DIRECTIONS FOR THIS TASK:
From first line to last, output the records below exactly.

RECORDS FOR THE EXERCISE:
use std::error::Error;
use std::fmt::{Display, Formatter};

#[derive(Clone, Debug, PartialEq, Eq)]
pub enum FirestoreErrorCode {
    /// A native value has no wire representation.
    UnsupportedValue,
    /// A query specification was rejected before it reached the network.
    InvalidQuery,
    InvalidArgument,
    NotFound,
    /// An operation that needs a bearer token was invoked without one.
    AuthRequired,
    /// Network failure or a response the client could not parse.
    Transport,
    /// A structured error reported by the store.
    Domain,
}

impl FirestoreErrorCode {
    pub fn as_str(&self) -> &'static str {
        match self {
            FirestoreErrorCode::UnsupportedValue => "firestore/unsupported-value",
            FirestoreErrorCode::InvalidQuery => "firestore/invalid-query",
            FirestoreErrorCode::InvalidArgument => "firestore/invalid-argument",
            FirestoreErrorCode::NotFound => "firestore/not-found",
            FirestoreErrorCode::AuthRequired => "firestore/auth-required",
            FirestoreErrorCode::Transport => "firestore/transport",
            FirestoreErrorCode::Domain => "firestore/domain",
        }
    }
}

#[derive(Clone, Debug)]
pub struct FirestoreError {
    pub code: FirestoreErrorCode,
    message: String,
    http_status: Option<u16>,
    store_status: Option<String>,
}

impl FirestoreError {
    pub fn new(code: FirestoreErrorCode, message: impl Into<String>) -> Self {
        Self {
            code,
            message: message.into(),
            http_status: None,
            store_status: None,
        }
    }

    pub(crate) fn with_http_status(mut self, status: u16) -> Self {
        self.http_status = Some(status);
        self
    }

    pub(crate) fn with_store_status(mut self, status: impl Into<String>) -> Self {
        self.store_status = Some(status.into());
        self
    }

    pub fn code_str(&self) -> &'static str {
        self.code.as_str()
    }

    /// The message as reported by the store or the client.
    pub fn message(&self) -> &str {
        &self.message
    }

    /// Raw HTTP status of the failed response, when one was received.
    pub fn http_status(&self) -> Option<u16> {
        self.http_status
    }

    /// Canonical status string from the store's error body (e.g. `PERMISSION_DENIED`).
    pub fn store_status(&self) -> Option<&str> {
        self.store_status.as_deref()
    }
}

impl Display for FirestoreError {
    fn fmt(&self, f: &mut Formatter<'_>) -> std::fmt::Result {
        match (&self.store_status, self.http_status) {
            (Some(status), _) => write!(f, "{} [{status}] ({})", self.message, self.code_str()),
            (None, Some(http)) => write!(f, "{} [HTTP {http}] ({})", self.message, self.code_str()),
            (None, None) => write!(f, "{} ({})", self.message, self.code_str()),
        }
    }
}

impl Error for FirestoreError {}

pub type FirestoreResult<T> = Result<T, FirestoreError>;

pub fn unsupported_value(message: impl Into<String>) -> FirestoreError {
    FirestoreError::new(FirestoreErrorCode::UnsupportedValue, message)
}

pub fn invalid_query(message: impl Into<String>) -> FirestoreError {
    FirestoreError::new(FirestoreErrorCode::InvalidQuery, message)
}

pub fn invalid_argument(message: impl Into<String>) -> FirestoreError {
    FirestoreError::new(FirestoreErrorCode::InvalidArgument, message)
}

pub fn not_found(message: impl Into<String>) -> FirestoreError {
    FirestoreError::new(FirestoreErrorCode::NotFound, message)
}

pub fn auth_required(message: impl Into<String>) -> FirestoreError {
    FirestoreError::new(FirestoreErrorCode::AuthRequired, message)
}

pub fn transport_error(message: impl Into<String>) -> FirestoreError {
    FirestoreError::new(FirestoreErrorCode::Transport, message)
}

pub fn domain_error(status: impl Into<String>, message: impl Into<String>) -> FirestoreError {
    FirestoreError::new(FirestoreErrorCode::Domain, message).with_store_status(status)
}

/// Returns the token or fails with `firestore/auth-required`.
///
/// Write paths that must not run anonymously call this before issuing the
/// request; the client itself accepts `None` everywhere.
pub fn require_token(token: Option<&str>) -> FirestoreResult<&str> {
    match token {
        Some(token) if !token.is_empty() => Ok(token),
        _ => Err(auth_required("This operation requires a signed-in user")),
    }
}
use reqwest::StatusCode;
use serde::Deserialize;
use serde_json::Value as JsonValue;

use crate::error::{domain_error, not_found, transport_error, FirestoreError};

#[derive(Debug, Deserialize)]
struct GoogleErrorBody {
    error: Option<GoogleError>,
}

#[derive(Debug, Deserialize)]
struct GoogleError {
    #[serde(default)]
    message: Option<String>,
    #[serde(default)]
    status: Option<String>,
}

/// Classifies a non-2xx response.
///
/// 404 becomes `NotFound`; a body carrying a canonical status becomes a
/// `Domain` error with the store's status and message untouched; anything
/// else is a `Transport` error tagged with the HTTP status.
pub fn map_http_error(status: StatusCode, body: &str) -> FirestoreError {
    let payload = extract_error_payload(body);
    let store_status = payload.as_ref().and_then(|payload| payload.status.clone());
    let message = payload
        .and_then(|payload| payload.message)
        .filter(|message| !message.is_empty())
        .unwrap_or_else(|| fallback_message(status, body));

    let error = match (status, store_status) {
        (StatusCode::NOT_FOUND, Some(store_status)) => {
            not_found(message).with_store_status(store_status)
        }
        (StatusCode::NOT_FOUND, None) => not_found(message),
        (_, Some(store_status)) => domain_error(store_status, message),
        (_, None) => transport_error(message),
    };
    error.with_http_status(status.as_u16())
}

fn fallback_message(status: StatusCode, body: &str) -> String {
    let reason = status.canonical_reason().unwrap_or("HTTP error");
    let snippet: String = body.trim().chars().take(200).collect();
    if snippet.is_empty() {
        reason.to_string()
    } else {
        format!("{reason}: {snippet}")
    }
}

/// Error bodies arrive either as an object or, for streamed endpoints such
/// as `runQuery`, wrapped in a one-element array.
fn extract_error_payload(body: &str) -> Option<GoogleError> {
    let parsed: JsonValue = serde_json::from_str(body).ok()?;
    let entries = match parsed {
        JsonValue::Array(entries) => entries,
        object @ JsonValue::Object(_) => vec![object],
        _ => return None,
    };
    entries.into_iter().find_map(|entry| {
        serde_json::from_value::<GoogleErrorBody>(entry)
            .ok()
            .and_then(|parsed| parsed.error)
    })
}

EXERCISE RESPONSE:
use std::error::Error;
use std::fmt::{Display, Formatter};

#[derive(Clone, Debug, PartialEq, Eq)]
pub enum FirestoreErrorCode {
    /// A native value has no wire representation.
    UnsupportedValue,
    /// A query specification was rejected before it reached the network.
    InvalidQuery,
    InvalidArgument,
    NotFound,
    /// An operation that needs a bearer token was invoked without one.
    AuthRequired,
    /// Network failure or a response the client could not parse.
    Transport,
    /// A structured error reported by the store.
    Domain,
}

impl FirestoreErrorCode {
    pub fn as_str(&self) -> &'static str {
        match self {
            FirestoreErrorCode::UnsupportedValue => "firestore/unsupported-value",
            FirestoreErrorCode::InvalidQuery => "firestore/invalid-query",
            FirestoreErrorCode::InvalidArgument => "firestore/invalid-argument",
            FirestoreErrorCode::NotFound => "firestore/not-found",
            FirestoreErrorCode::AuthRequired => "firestore/auth-required",
            FirestoreErrorCode::Transport => "firestore/transport",
            FirestoreErrorCode::Domain => "firestore/domain",
        }
    }
}

#[derive(Clone, Debug)]
pub struct FirestoreError {
    pub code: FirestoreErrorCode,
    message: String,
    http_status: Option<u16>,
    store_status: Option<String>,
}

impl FirestoreError {
    pub fn new(code: FirestoreErrorCode, message: impl Into<String>) -> Self {
        Self {
            code,
            message: message.into(),
            http_status: None,
            store_status: None,
        }
    }

    pub(crate) fn with_http_status(mut self, status: u16) -> Self {
        self.http_status = Some(status);
        self
    }

    pub(crate) fn with_store_status(mut self, status: impl Into<String>) -> Self {
        self.store_status = Some(status.into());
        self
    }

    pub fn code_str(&self) -> &'static str {
        self.code.as_str()
    }

    /// The message as reported by the store or the client.
    pub fn message(&self) -> &str {
        &self.message
    }

    /// Raw HTTP status of the failed response, when one was received.
    pub fn http_status(&self) -> Option<u16> {
        self.http_status
    }

    /// Canonical status string from the store's error body (e.g. `PERMISSION_DENIED`).
    pub fn store_status(&self) -> Option<&str> {
        self.store_status.as_deref()
    }
}

impl Display for FirestoreError {
    fn fmt(&self, f: &mut Formatter<'_>) -> std::fmt::Result {
        match (&self.store_status, self.http_status) {
            (Some(status), _) => write!(f, "{} [{status}] ({})", self.message, self.code_str()),
            (None, Some(http)) => write!(f, "{} [HTTP {http}] ({})", self.message, self.code_str()),
            (None, None) => write!(f, "{} ({})", self.message, self.code_str()),
        }
    }
}

impl Error for FirestoreError {}

pub type FirestoreResult<T> = Result<T, FirestoreError>;

pub fn unsupported_value(message: impl Into<String>) -> FirestoreError {
    FirestoreError::new(FirestoreErrorCode::UnsupportedValue, message)
}

pub fn invalid_query(message: impl Into<String>) -> FirestoreError {
    FirestoreError::new(FirestoreErrorCode::InvalidQuery, message)
}

pub fn invalid_argument(message: impl Into<String>) -> FirestoreError {
    FirestoreError::new(FirestoreErrorCode::InvalidArgument, message)
}

pub fn not_found(message: impl Into<String>) -> FirestoreError {
    FirestoreError::new(FirestoreErrorCode::NotFound, message)
}

pub fn auth_required(message: impl Into<String>) -> FirestoreError {
    FirestoreError::new(FirestoreErrorCode::AuthRequired, message)
}

pub fn transport_error(message: impl Into<String>) -> FirestoreError {
    FirestoreError::new(FirestoreErrorCode::Transport, message)
}

pub fn domain_error(status: impl Into<String>, message: impl Into<String>) -> FirestoreError {
    FirestoreError::new(FirestoreErrorCode::Domain, message).with_store_status(status)
}

/// Returns the token or fails with `firestore/auth-required`.
///
/// Write paths that must not run anonymously call this before issuing the
/// request; the client itself accepts `None` everywhere.
pub fn require_token(token: Option<&str>) -> FirestoreResult<&str> {
    match token {
        Some(token) if !token.is_empty() => Ok(token),
        _ => Err(auth_required("This operation requires a signed-in user")),
    }
}
use reqwest::StatusCode;
use serde::Deserialize;
use serde_json::Value as JsonValue;

use crate::error::{domain_error, not_found, transport_error, FirestoreError};

#[derive(Debug, Deserialize)]
struct GoogleErrorBody {
    error: Option<GoogleError>,
}

#[derive(Debug, Deserialize)]
struct GoogleError {
    #[serde(default)]
    message: Option<String>,
    #[serde(default)]
    status: Option<String>,
}

/// Classifies a non-2xx response.
///
/// 404 becomes `NotFound`; a body carrying a canonical status becomes a
/// `Domain` error with the store's status and message untouched; anything
/// else is a `Transport` error tagged with the HTTP status.
pub fn map_http_error(status: StatusCode, body: &str) -> FirestoreError {
    let payload = extract_error_payload(body);
    let store_status = payload.as_ref().and_then(|payload| payload.status.clone());
    let message = payload
        .and_then(|payload| payload.message)
        .filter(|message| !message.is_empty())
        .unwrap_or_else(|| fallback_message(status, body));

    let error = match (status, store_status) {
        (StatusCode::NOT_FOUND, Some(store_status)) => {
            not_found(message).with_store_status(store_status)
        }
        (StatusCode::NOT_FOUND, None) => not_found(message),
        (_, Some(store_status)) => domain_error(store_status, message),
        (_, None) => transport_error(message),
    };
    error.with_http_status(status.as_u16())
}

fn fallback_message(status: StatusCode, body: &str) -> String {
    let reason = status.canonical_reason().unwrap_or("HTTP error");
    let snippet: String = body.trim().chars().take(200).collect();
    if snippet.is_empty() {
        reason.to_string()
    } else {
        format!("{reason}: {snippet}")
    }
}

/// Error bodies arrive either as an object or, for streamed endpoints such
/// as `runQuery`, wrapped in a one-element array.
fn extract_error_payload(body: &str) -> Option<GoogleError> {
    let parsed: JsonValue = serde_json::from_str(body).ok()?;
    let entries = match parsed {
        JsonValue::Array(entries) => entries,
        object @ JsonValue::Object(_) => vec![object],
        _ => return None,
    };
    entries.into_iter().find_map(|entry| {
        serde_json::from_value::<GoogleErrorBody>(entry)
            .ok()
            .and_then(|parsed| parsed.error)
    })
}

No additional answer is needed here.